He has always handled these press conferences before big games deftly. Before his final game at Michigan, the Orange Bowl against Alabama, he talked about his battle with Drew Henson, and he managed to say the right thing without saying too much. Before his first AFC title game, in Pittsburgh, he politely objected when he was asked about his team’s quick rise: “Too much, too fast? I don't think that's the case at all. I want it as fast as I can get it.”

Brady is the same guy now, as he enters his eighth Super Bowl, this one against the Eagles. Sure, he’s a lot richer, he is married, he is a father, and he has some scars and triumphs, and those all change you … but they have not changed how he approaches his job, which is the reason we pay attention to him. He is the same, almost two decades into this.

We just don’t see him the same way. Brady has gone from the underrated backup to the beloved phenomenon (during his first three Super Bowl runs) to a polarizing figure (through Spygate and Deflategate) to … well, what can we say anymore? Nobody questions his greatness. There was a moment three years ago, during the height of Deflategate insanity, where it was all so hard to sort it out, and people questioned the legitimacy of his accomplishments. Three Super Bowl appearances and at least two championships later, that seems silly.

We have so little left to say, yet we can’t stop talking about him. You see this with the athletes who are the best of their generation—they are in their own media orbit. This past weekend, Tiger Woods’s return to golf was dissected in a way that would be inconceivable for, say, Phil Mickelson. There is exponentially more interest in LeBron James than in Kevin Durant or Steph Curry, his closest peers. Any hockey story is three times as big when it involves Sidney Crosby.

And that is Brady now: He first surpassed and then outlasted Peyton Manning as the premier player of his generation, and now he is almost a sport unto himself. We cover him that way. Monday, Brady first cut off a paid radio interview because one of the station’s personalities called him a pissant, then said Monday night that he does not want this radio host fired for calling his daughter a pissant. Once in a while, he causes his own controversy. Mostly, we keep yanking him into our ocean of idiocy and he keeps walking back to the beach.

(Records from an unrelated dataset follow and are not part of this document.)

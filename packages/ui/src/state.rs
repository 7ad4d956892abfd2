//! # Application state
//!
//! [`AppState`] is the single state container of the recipe client. Components
//! read it through a `Signal<AppState>` context and change it only by sending
//! an [`Action`] through [`AppState::apply`]. `apply` is synchronous and pure;
//! when an action needs network work it returns an [`Effect`] describing the
//! request, and the session layer runs it and feeds the result back as
//! another action.
//!
//! | Action | Effect |
//! |--------|--------|
//! | `SelectView`, `SetTrendingDays`, `RefreshFeed`, `LoggedIn` | [`Effect::FetchFeed`] for page 0 |
//! | `LoadMore` | [`Effect::FetchFeed`] for the next page, if there is one |
//! | `Search` | [`Effect::Search`] when the query is long enough |
//! | `LoggedOut` | none; clears every cached view |

use api::FeedView;
use store::{ClientConfig, Hashtag, Profile, Recipe};

use crate::feed::{FeedRequest, FeedState};
use crate::form::RecipeForm;

/// Entries kept in the sidebar activity list.
pub const ACTIVITY_LIMIT: usize = 10;

/// One line of the sidebar activity list.
#[derive(Clone, Debug, PartialEq)]
pub struct ActivityEntry {
    pub timestamp: String,
    pub message: String,
}

/// Results panel of the navbar search box.
#[derive(Clone, Debug, Default, PartialEq)]
pub struct SearchState {
    pub query: String,
    pub generation: u64,
    pub loading: bool,
    pub recipes: Vec<Recipe>,
    pub users: Vec<Profile>,
}

impl SearchState {
    pub fn is_open(&self) -> bool {
        !self.query.is_empty()
    }
}

#[derive(Clone, Debug, PartialEq)]
pub enum Action {
    /// Startup session check finished; `None` means logged out.
    SessionResolved(Option<Profile>),
    HealthChecked(bool),
    LoggedIn(Profile),
    LoggedOut,
    SelectView(FeedView),
    SetTrendingDays(u32),
    LoadMore,
    RefreshFeed,
    FeedLoaded {
        generation: u64,
        result: Result<Vec<Recipe>, String>,
    },
    /// Tags fetched after the first page of feed `generation` loaded.
    TrendingTagsLoaded {
        generation: u64,
        tags: Vec<Hashtag>,
    },
    RecordActivity(String),
    Search(String),
    SearchLoaded {
        generation: u64,
        recipes: Vec<Recipe>,
        users: Vec<Profile>,
    },
    ClearSearch,
    OpenForm(RecipeForm),
    CloseForm,
    ShowRecipe(Option<String>),
    ShowUser(Option<String>),
}

/// Network work requested by an action.
#[derive(Clone, Debug, PartialEq)]
pub enum Effect {
    None,
    FetchFeed(FeedRequest),
    FetchTrendingTags { generation: u64 },
    Search { generation: u64, query: String },
}

#[derive(Clone, Debug, PartialEq)]
pub struct AppState {
    pub user: Option<Profile>,
    /// Startup session check still running.
    pub loading: bool,
    pub online: bool,
    pub feed: FeedState,
    pub trending_tags: Vec<Hashtag>,
    pub activity: Vec<ActivityEntry>,
    pub search: SearchState,
    /// The create/edit dialog, when open.
    pub form: Option<RecipeForm>,
    pub selected_recipe: Option<String>,
    pub selected_user: Option<String>,
    min_query_len: usize,
}

impl Default for AppState {
    fn default() -> Self {
        Self::new(&ClientConfig::default())
    }
}

impl AppState {
    pub fn new(config: &ClientConfig) -> Self {
        Self {
            user: None,
            loading: true,
            online: false,
            feed: FeedState::new(config.feed.page_size, config.feed.trending_days),
            trending_tags: Vec::new(),
            activity: Vec::new(),
            search: SearchState::default(),
            form: None,
            selected_recipe: None,
            selected_user: None,
            min_query_len: config.search.min_query_len,
        }
    }

    pub fn user_id(&self) -> Option<&str> {
        self.user.as_ref().map(|u| u.id.as_str())
    }

    pub fn is_active(&self, view: &FeedView) -> bool {
        &self.feed.view == view
    }

    /// The trending-window selector only shows in the trending view.
    pub fn trending_filter_visible(&self) -> bool {
        self.feed.view.is_trending()
    }

    fn clear_views(&mut self) {
        self.feed.view = FeedView::Feed;
        self.feed.reset();
        self.trending_tags.clear();
        self.activity.clear();
        self.search = SearchState::default();
        self.form = None;
        self.selected_recipe = None;
        self.selected_user = None;
    }

    pub fn apply(&mut self, action: Action) -> Effect {
        match action {
            Action::SessionResolved(user) => {
                self.loading = false;
                match user {
                    Some(user) => self.apply(Action::LoggedIn(user)),
                    None => {
                        self.user = None;
                        Effect::None
                    }
                }
            }
            Action::HealthChecked(online) => {
                self.online = online;
                Effect::None
            }
            Action::LoggedIn(user) => {
                self.loading = false;
                self.user = Some(user);
                Effect::FetchFeed(self.feed.refresh())
            }
            Action::LoggedOut => {
                self.user = None;
                self.clear_views();
                Effect::None
            }
            Action::SelectView(view) => {
                self.selected_recipe = None;
                self.selected_user = None;
                Effect::FetchFeed(self.feed.select_view(view))
            }
            Action::SetTrendingDays(days) => Effect::FetchFeed(self.feed.set_trending_days(days)),
            Action::LoadMore => match self.feed.load_more() {
                Some(request) => Effect::FetchFeed(request),
                None => Effect::None,
            },
            Action::RefreshFeed => Effect::FetchFeed(self.feed.refresh()),
            Action::FeedLoaded { generation, result } => {
                let applied = self.feed.apply(generation, result);
                if applied && self.feed.page == 0 {
                    Effect::FetchTrendingTags { generation }
                } else {
                    Effect::None
                }
            }
            Action::TrendingTagsLoaded { generation, tags } => {
                if generation == self.feed.generation() {
                    self.trending_tags = tags;
                }
                Effect::None
            }
            Action::RecordActivity(message) => {
                self.activity.insert(
                    0,
                    ActivityEntry {
                        timestamp: crate::browser::clock_time(),
                        message,
                    },
                );
                self.activity.truncate(ACTIVITY_LIMIT);
                Effect::None
            }
            Action::Search(query) => {
                let query = query.trim().to_string();
                if query.chars().count() < self.min_query_len {
                    self.search = SearchState {
                        generation: self.search.generation + 1,
                        ..SearchState::default()
                    };
                    return Effect::None;
                }
                self.search.generation += 1;
                self.search.query = query.clone();
                self.search.loading = true;
                Effect::Search {
                    generation: self.search.generation,
                    query,
                }
            }
            Action::SearchLoaded {
                generation,
                recipes,
                users,
            } => {
                if generation == self.search.generation {
                    self.search.loading = false;
                    self.search.recipes = recipes;
                    self.search.users = users;
                }
                Effect::None
            }
            Action::ClearSearch => {
                self.search = SearchState {
                    generation: self.search.generation + 1,
                    ..SearchState::default()
                };
                Effect::None
            }
            Action::OpenForm(form) => {
                self.form = Some(form);
                Effect::None
            }
            Action::CloseForm => {
                self.form = None;
                Effect::None
            }
            Action::ShowRecipe(id) => {
                self.selected_recipe = id;
                Effect::None
            }
            Action::ShowUser(id) => {
                self.selected_user = id;
                Effect::None
            }
        }
    }
}

#[cfg(test)]
mod tests {
    use super::*;

    fn user() -> Profile {
        Profile {
            id: "u1".into(),
            username: Some("barista".into()),
            ..Default::default()
        }
    }

    fn recipes(n: usize) -> Vec<Recipe> {
        (0..n)
            .map(|i| Recipe {
                id: i.to_string(),
                ..Default::default()
            })
            .collect()
    }

    fn fetch(effect: Effect) -> FeedRequest {
        match effect {
            Effect::FetchFeed(request) => request,
            other => panic!("expected a feed fetch, got {other:?}"),
        }
    }

    #[test]
    fn test_login_fetches_first_page() {
        let mut state = AppState::default();
        let request = fetch(state.apply(Action::SessionResolved(Some(user()))));
        assert!(!state.loading);
        assert_eq!(state.user_id(), Some("u1"));
        assert_eq!(request.query.page, 1);
        assert_eq!(request.query.limit, 10);
    }

    #[test]
    fn test_session_without_user() {
        let mut state = AppState::default();
        assert_eq!(state.apply(Action::SessionResolved(None)), Effect::None);
        assert!(!state.loading);
        assert!(state.user.is_none());
    }

    #[test]
    fn test_logout_from_trending_clears_everything() {
        let mut state = AppState::default();
        state.apply(Action::LoggedIn(user()));
        let request = fetch(state.apply(Action::SelectView(FeedView::Trending)));
        state.apply(Action::FeedLoaded {
            generation: request.generation,
            result: Ok(recipes(3)),
        });
        state.apply(Action::TrendingTagsLoaded {
            generation: request.generation,
            tags: vec![Hashtag {
                tag: "v60".into(),
                ..Default::default()
            }],
        });
        assert_eq!(state.trending_tags.len(), 1);
        state.apply(Action::RecordActivity("Voted".into()));
        state.apply(Action::Search("geisha".into()));
        state.apply(Action::OpenForm(RecipeForm::default()));
        assert!(state.trending_filter_visible());

        assert_eq!(state.apply(Action::LoggedOut), Effect::None);
        assert!(state.user.is_none());
        assert!(state.feed.recipes.is_empty());
        assert!(state.trending_tags.is_empty());
        assert!(state.activity.is_empty());
        assert!(!state.search.is_open());
        assert!(state.form.is_none());
        assert!(state.is_active(&FeedView::Feed));
        assert!(!state.trending_filter_visible());

        // A response for the old session is dropped.
        state.apply(Action::FeedLoaded {
            generation: request.generation,
            result: Ok(recipes(2)),
        });
        assert!(state.feed.recipes.is_empty());
    }

    #[test]
    fn test_first_page_refreshes_trending_tags() {
        let mut state = AppState::default();
        let request = fetch(state.apply(Action::RefreshFeed));
        let effect = state.apply(Action::FeedLoaded {
            generation: request.generation,
            result: Ok(recipes(10)),
        });
        assert_eq!(
            effect,
            Effect::FetchTrendingTags {
                generation: request.generation
            }
        );

        let next = fetch(state.apply(Action::LoadMore));
        assert_eq!(next.query.page, 2);
        let effect = state.apply(Action::FeedLoaded {
            generation: next.generation,
            result: Ok(recipes(4)),
        });
        assert_eq!(effect, Effect::None);
        assert_eq!(state.feed.recipes.len(), 14);
        assert_eq!(state.apply(Action::LoadMore), Effect::None);
    }

    #[test]
    fn test_trending_tags_after_logout_are_dropped() {
        let mut state = AppState::default();
        let request = fetch(state.apply(Action::LoggedIn(user())));
        let effect = state.apply(Action::FeedLoaded {
            generation: request.generation,
            result: Ok(recipes(2)),
        });
        let Effect::FetchTrendingTags { generation } = effect else {
            panic!("expected a trending tag fetch, got {effect:?}");
        };

        state.apply(Action::LoggedOut);
        state.apply(Action::TrendingTagsLoaded {
            generation,
            tags: vec![Hashtag {
                tag: "aeropress".into(),
                ..Default::default()
            }],
        });
        assert!(state.trending_tags.is_empty());
    }

    #[test]
    fn test_short_queries_are_ignored() {
        let mut state = AppState::default();
        assert_eq!(state.apply(Action::Search(" a ".into())), Effect::None);
        assert!(!state.search.is_open());

        let effect = state.apply(Action::Search("kenya".into()));
        let Effect::Search { generation, query } = effect else {
            panic!("expected a search");
        };
        assert_eq!(query, "kenya");
        assert!(state.search.loading);

        state.apply(Action::Search("kenya aa".into()));
        state.apply(Action::SearchLoaded {
            generation,
            recipes: recipes(1),
            users: Vec::new(),
        });
        assert!(state.search.recipes.is_empty(), "stale search applied");
        assert!(state.search.loading);
    }

    #[test]
    fn test_activity_is_capped() {
        let mut state = AppState::default();
        for i in 0..15 {
            state.apply(Action::RecordActivity(format!("event {i}")));
        }
        assert_eq!(state.activity.len(), ACTIVITY_LIMIT);
        assert_eq!(state.activity[0].message, "event 14");
    }

    #[test]
    fn test_switching_view_closes_panels() {
        let mut state = AppState::default();
        state.apply(Action::ShowRecipe(Some("r1".into())));
        state.apply(Action::ShowUser(Some("u2".into())));
        let request = fetch(state.apply(Action::SelectView(FeedView::Hashtag("v60".into()))));
        assert_eq!(request.query.view, FeedView::Hashtag("v60".into()));
        assert!(state.selected_recipe.is_none());
        assert!(state.selected_user.is_none());
    }
}
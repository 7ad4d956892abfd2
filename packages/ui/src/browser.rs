//! Browser bridges (clipboard, downloads, file picking, page location) and
//! the async sleep used for timed dismissals.
//!
//! Browser-only actions go through `document::eval` with a `dioxus.send`
//! reply; native builds fall back to reasonable defaults.

use std::time::Duration;

use dioxus::prelude::*;

/// Quote a string as a JavaScript string literal.
pub(crate) fn js_string_escape(s: &str) -> String {
    let mut out = String::with_capacity(s.len() + 2);
    out.push('"');
    for c in s.chars() {
        match c {
            '\\' => out.push_str("\\\\"),
            '"' => out.push_str("\\\""),
            '\n' => out.push_str("\\n"),
            '\r' => out.push_str("\\r"),
            '\t' => out.push_str("\\t"),
            '\u{2028}' => out.push_str("\\u2028"),
            '\u{2029}' => out.push_str("\\u2029"),
            c if c < '\x20' => {
                out.push_str(&format!("\\u{:04x}", c as u32));
            }
            _ => out.push(c),
        }
    }
    out.push('"');
    out
}

pub async fn sleep(duration: Duration) {
    #[cfg(target_arch = "wasm32")]
    gloo_timers::future::sleep(duration).await;
    #[cfg(not(target_arch = "wasm32"))]
    tokio::time::sleep(duration).await;
}

/// Wall-clock `HH:MM:SS` for activity entries.
#[cfg(target_arch = "wasm32")]
pub fn clock_time() -> String {
    let date = js_sys::Date::new_0();
    let h = date.get_hours();
    let m = date.get_minutes();
    let s = date.get_seconds();
    format!("{h:02}:{m:02}:{s:02}")
}

#[cfg(not(target_arch = "wasm32"))]
pub fn clock_time() -> String {
    chrono::Local::now().format("%H:%M:%S").to_string()
}

/// Hostname the page was served from.
#[cfg(target_arch = "wasm32")]
pub fn page_host() -> Option<String> {
    web_sys::window()?.location().hostname().ok()
}

#[cfg(not(target_arch = "wasm32"))]
pub fn page_host() -> Option<String> {
    None
}

/// Origin used in share links.
#[cfg(target_arch = "wasm32")]
pub fn page_origin() -> String {
    web_sys::window()
        .and_then(|w| w.location().origin().ok())
        .unwrap_or_default()
}

#[cfg(not(target_arch = "wasm32"))]
pub fn page_origin() -> String {
    "http://localhost:8080".to_string()
}

/// `<origin>?recipe=<id>`
pub fn share_link(origin: &str, recipe_id: &str) -> String {
    format!("{origin}?recipe={recipe_id}")
}

/// Copy text to the clipboard. Resolves to whether the browser accepted it.
pub async fn copy_to_clipboard(text: &str) -> bool {
    let js = format!(
        r#"(function() {{
            if (!navigator.clipboard) {{ dioxus.send(false); return; }}
            navigator.clipboard.writeText({text_js}).then(
                function() {{ dioxus.send(true); }},
                function() {{ dioxus.send(false); }}
            );
        }})();"#,
        text_js = js_string_escape(text),
    );
    let mut eval = document::eval(&js);
    eval.recv::<bool>().await.unwrap_or(false)
}

/// Offer `contents` as a JSON file download.
pub fn download_json(filename: &str, contents: &str) {
    let js = format!(
        r#"(function() {{
            var blob = new Blob([{contents_js}], {{ type: 'application/json' }});
            var url = URL.createObjectURL(blob);
            var a = document.createElement('a');
            a.href = url;
            a.download = {name_js};
            document.body.appendChild(a);
            a.click();
            document.body.removeChild(a);
            URL.revokeObjectURL(url);
        }})();"#,
        contents_js = js_string_escape(contents),
        name_js = js_string_escape(filename),
    );
    document::eval(&js);
}

/// Open the file input with the given element id and read the chosen file as
/// text. `None` when nothing was chosen or reading failed.
pub async fn read_picked_file(input_id: &str) -> Option<String> {
    let js = format!(
        r#"(function() {{
            var input = document.getElementById({id_js});
            if (!input) {{ dioxus.send(null); return; }}
            input.value = '';
            input.onchange = function() {{
                var file = input.files && input.files[0];
                if (!file) {{ dioxus.send(null); return; }}
                file.text().then(
                    function(text) {{ dioxus.send(text); }},
                    function() {{ dioxus.send(null); }}
                );
            }};
            input.click();
        }})();"#,
        id_js = js_string_escape(input_id),
    );
    let mut eval = document::eval(&js);
    eval.recv::<Option<String>>().await.ok().flatten()
}

/// Render Markdown (brewing notes) to HTML. Raw HTML in the source is
/// escaped, never passed through.
pub fn markdown_to_html(markdown: &str) -> String {
    use pulldown_cmark::{html, Event, Options, Parser};

    let parser = Parser::new_ext(markdown, Options::ENABLE_STRIKETHROUGH | Options::ENABLE_TABLES)
        .map(|event| match event {
            Event::Html(raw) | Event::InlineHtml(raw) => Event::Text(raw),
            other => other,
        });
    let mut out = String::new();
    html::push_html(&mut out, parser);
    out
}

#[cfg(test)]
mod tests {
    use super::*;

    #[test]
    fn test_js_string_escape() {
        assert_eq!(js_string_escape("a\"b\\c\n"), r#""a\"b\\c\n""#);
        assert_eq!(js_string_escape("\u{1}"), "\"\\u0001\"");
    }

    #[test]
    fn test_share_link() {
        assert_eq!(
            share_link("https://recipes.example", "r42"),
            "https://recipes.example?recipe=r42"
        );
    }

    #[test]
    fn test_markdown_to_html() {
        let html = markdown_to_html("**Bloom** 30s");
        assert!(html.contains("<strong>Bloom</strong>"));
        let html = markdown_to_html("<script>alert(1)</script>");
        assert!(!html.contains("<script>"));
    }
}
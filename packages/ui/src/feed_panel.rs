use dioxus::prelude::*;

use crate::feed::FeedStatus;
use crate::session::use_session;
use crate::state::Action;
use crate::RecipeCard;

/// The recipe list of the selected view with its "Load more" button.
#[component]
pub fn FeedPanel() -> Element {
    let session = use_session();
    let feed = session.state.read().feed.clone();
    let (empty_title, empty_hint) = feed.empty_message();
    let load_more = {
        let session = session.clone();
        move |_| session.dispatch(Action::LoadMore)
    };

    rsx! {
        section {
            class: "feed",
            h2 { class: "feed-title", "{feed.view.label()}" }

            {match &feed.status {
                FeedStatus::Error(message) => rsx! {
                    div { class: "feed-error", "{message}" }
                },
                FeedStatus::Loading if feed.recipes.is_empty() => rsx! {
                    div { class: "feed-loading", "Loading recipes..." }
                },
                FeedStatus::Loaded if feed.recipes.is_empty() => rsx! {
                    div {
                        class: "feed-empty",
                        h3 { "{empty_title}" }
                        p { "{empty_hint}" }
                    }
                },
                _ => rsx! {
                    div {
                        class: "feed-list",
                        for recipe in feed.recipes.clone() {
                            RecipeCard { key: "{recipe.id}", recipe: recipe.clone() }
                        }
                    }
                    if feed.has_more {
                        button {
                            class: "load-more",
                            disabled: feed.is_loading(),
                            onclick: load_more,
                            if feed.is_loading() { "Loading..." } else { "Load more" }
                        }
                    }
                },
            }}
        }
    }
}
#[cfg(test)]
mod tests {
    use super::*;
    use crate::MemoryStore;

    fn sample(name: &str) -> LegacyRecipe {
        LegacyRecipe::from_inputs(
            new_id(),
            [
                ("recipeName", name),
                ("description", "Fruity"),
                ("aftertaste", "long"),
                ("rating", "8"),
                ("dateCreated", "2024-03-01"),
                ("beanVariety", "Geisha"),
                ("brewMethod", "pour-over"),
                ("coffeeAmount", "18"),
                ("waterAmount", "300"),
                ("waterTemp", "94"),
                ("sweetener", "   "),
            ],
        )
    }

    #[test]
    fn test_new_record_gets_ratio_and_drops_blanks() {
        let recipe = sample("V60");
        assert_eq!(recipe.text("ratio").as_deref(), Some("1:16.7"));
        assert!(recipe.text("sweetener").is_none());
        assert!(recipe.created_at().is_some());
    }

    #[test]
    fn test_ratio_tie_rounds_up() {
        let recipe = LegacyRecipe::from_inputs(
            new_id(),
            [("coffeeAmount", "20"), ("waterAmount", "325")],
        );
        assert_eq!(recipe.ratio_text().as_deref(), Some("1:16.3"));
        assert_eq!(recipe.text("ratio").as_deref(), Some("1:16.3"));
    }

    #[test]
    fn test_persists_and_reloads() {
        let store = MemoryStore::new();
        let mut notebook = Notebook::open(store.clone());
        notebook.add(sample("First")).unwrap();
        notebook.add(sample("Second")).unwrap();

        let reloaded = Notebook::open(store);
        assert_eq!(reloaded.len(), 2);
        assert_eq!(reloaded.recipes()[0].name(), "Second");
    }

    #[test]
    fn test_update_keeps_id_and_delete_removes() {
        let mut notebook = Notebook::open(MemoryStore::new());
        let recipe = sample("Old");
        let id = recipe.id.clone();
        notebook.add(recipe).unwrap();

        notebook.update(&id, sample("New")).unwrap();
        assert_eq!(notebook.get(&id).map(LegacyRecipe::name).as_deref(), Some("New"));

        notebook.delete(&id).unwrap();
        assert!(notebook.is_empty());
        assert!(matches!(notebook.delete(&id), Err(StoreError::NotFound(_))));
    }

    #[test]
    fn test_duplicate_goes_to_front_with_fresh_identity() {
        let mut notebook = Notebook::open(MemoryStore::new());
        let original = sample("Chemex");
        let id = original.id.clone();
        notebook.add(original).unwrap();

        let copy = notebook.duplicate(&id).unwrap().clone();
        assert_ne!(copy.id, id);
        assert_eq!(copy.name(), "Chemex (Copy)");
        assert_eq!(copy.text("dateCreated"), Some(today()));
        assert_eq!(notebook.recipes()[0].id, copy.id);
        assert_eq!(notebook.len(), 2);
    }

    #[test]
    fn test_search_is_case_insensitive() {
        let mut notebook = Notebook::open(MemoryStore::new());
        notebook.add(sample("Morning Brew")).unwrap();
        notebook.add(sample("Evening")).unwrap();
        assert_eq!(notebook.search("GEISHA").len(), 2);
        assert_eq!(notebook.search("morning").len(), 1);
        assert!(notebook.search("espresso").is_empty());
    }

    #[test]
    fn test_import_assigns_fresh_ids_and_keeps_existing() {
        let mut notebook = Notebook::open(MemoryStore::new());
        notebook.add(sample("A")).unwrap();
        notebook.add(sample("B")).unwrap();
        let existing: Vec<String> = notebook.recipes().iter().map(|r| r.id.clone()).collect();

        let incoming = r#"[
            {"id": 1, "recipeName": "X"},
            {"id": 1, "recipeName": "Y"},
            {"id": "dup", "recipeName": "Z"}
        ]"#;
        assert_eq!(notebook.import_json(incoming).unwrap(), 3);
        assert_eq!(notebook.len(), 5);

        let mut ids: Vec<&str> = notebook.recipes().iter().map(|r| r.id.as_str()).collect();
        for id in &existing {
            assert!(ids.contains(&id.as_str()));
        }
        ids.sort();
        ids.dedup();
        assert_eq!(ids.len(), 5);
    }

    #[test]
    fn test_import_rejects_non_array() {
        let mut notebook = Notebook::open(MemoryStore::new());
        assert!(matches!(notebook.import_json(r#"{"a": 1}"#), Err(StoreError::NotAnArray)));
        assert!(matches!(notebook.import_json("not json"), Err(StoreError::Json(_))));
    }

    #[test]
    fn test_export_refuses_empty_notebook() {
        let mut notebook = Notebook::open(MemoryStore::new());
        assert!(matches!(notebook.export_json(), Err(StoreError::NothingToExport)));
        notebook.add(sample("A")).unwrap();
        let json = notebook.export_json().unwrap();
        assert!(json.contains("\n  "));
        let date = NaiveDate::from_ymd_opt(2024, 5, 9).unwrap();
        assert_eq!(export_filename(date), "coffee-recipes-2024-05-09.json");
    }

    #[test]
    fn test_stats() {
        let mut notebook = Notebook::open(MemoryStore::new());
        assert!(notebook.stats().is_none());
        notebook.add(sample("A")).unwrap();
        let mut other = sample("B");
        other.fields.insert("rating".into(), Value::String("6.9".into()));
        other.fields.insert("brewMethod".into(), Value::String("espresso".into()));
        notebook.add(other).unwrap();
        notebook.add(sample("C")).unwrap();

        let stats = notebook.stats().unwrap();
        assert_eq!(stats.total, 3);
        assert!((stats.avg_rating.unwrap() - 22.0 / 3.0).abs() < 1e-9);
        assert_eq!(stats.avg_coffee_amount, Some(18.0));
        assert_eq!(stats.most_used_bean.as_deref(), Some("Geisha"));
        assert_eq!(stats.most_used_brew_method.as_deref(), Some("pour-over"));
    }

    #[test]
    fn test_to_recipe_goes_through_schema() {
        let recipe = sample("V60").to_recipe();
        assert_eq!(recipe.recipe_name, "V60");
        assert_eq!(recipe.rating, Some(8.0));
        assert_eq!(recipe.details.water_temp, Some(94));
        assert_eq!(recipe.details.coffee_amount, Some(18.0));
        assert_eq!(recipe.details.aftertaste.as_deref(), Some("long"));
    }

    #[test]
    fn test_unreadable_store_starts_empty() {
        let store = MemoryStore::new();
        store.set(NOTEBOOK_KEY, "{broken").unwrap();
        assert!(Notebook::open(store).is_empty());
    }
}
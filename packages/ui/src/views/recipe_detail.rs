use dioxus::prelude::*;
use store::schema::Tier;

use crate::browser::markdown_to_html;
use crate::details::{format_date, rating_stars, render_details};
use crate::recipe_card::TaggedText;
use crate::session::use_session;
use crate::views::ModalOverlay;

/// Full recipe panel: every pro detail line plus rendered brewing notes.
/// Callers key it by `recipe_id` so a new id mounts a fresh loader.
#[component]
pub fn RecipeDetailView(recipe_id: String, on_close: EventHandler<()>) -> Element {
    let session = use_session();

    let recipe = use_resource(move || {
        let api = session.api.clone();
        let id = recipe_id.clone();
        async move {
            api.recipe(&id).await.map_err(|e| {
                tracing::error!("loading recipe {id}: {e}");
                "Error loading recipe".to_string()
            })
        }
    });

    let body = match &*recipe.read() {
        None => rsx! { p { class: "feed-loading", "Loading recipe..." } },
        Some(Err(message)) => rsx! { p { class: "feed-error", "{message}" } },
        Some(Ok(recipe)) => {
            let lines = render_details(recipe, Tier::Pro);
            let author = recipe
                .profiles
                .as_ref()
                .and_then(|p| p.full_name.clone().or_else(|| p.username.clone()))
                .unwrap_or_else(|| "Unknown User".to_string());
            let date = recipe
                .created_at
                .as_deref()
                .or(recipe.date_created.as_deref())
                .and_then(format_date)
                .unwrap_or_default();
            let stars = recipe.rating.map(rating_stars);
            let notes = recipe
                .details
                .brewing_notes
                .as_deref()
                .filter(|n| !n.trim().is_empty())
                .map(markdown_to_html);

            rsx! {
                h2 { "{recipe.recipe_name}" }
                p { class: "recipe-date", "by {author} · {date}" }
                if let Some(stars) = stars {
                    div { class: "recipe-rating", "{stars}" }
                }
                p {
                    class: "recipe-description",
                    TaggedText { text: recipe.description.clone() }
                }
                dl {
                    class: "recipe-details recipe-details--full",
                    for line in lines {
                        div {
                            key: "{line.label}",
                            class: "recipe-detail",
                            dt { "{line.label}:" }
                            dd { "{line.value}" }
                        }
                    }
                }
                if let Some(html) = notes {
                    h3 { "Brewing notes" }
                    div { class: "brewing-notes", dangerous_inner_html: "{html}" }
                }
            }
        }
    };

    rsx! {
        ModalOverlay {
            on_close: move |_| on_close.call(()),
            wide: true,
            div { class: "recipe-detail-panel", {body} }
        }
    }
}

Brady could throw six interceptions Sunday and it won’t change his place in history. Belichick could punt on every first down and he will still be the greatest coach of the last 50 years. They can’t win like this forever, of course. At some point Belichick will walk away and Brady will decline; it’s just a question of when, and which happens first. Until then, we get the same Tom Brady we have always gotten, even if we see him differently.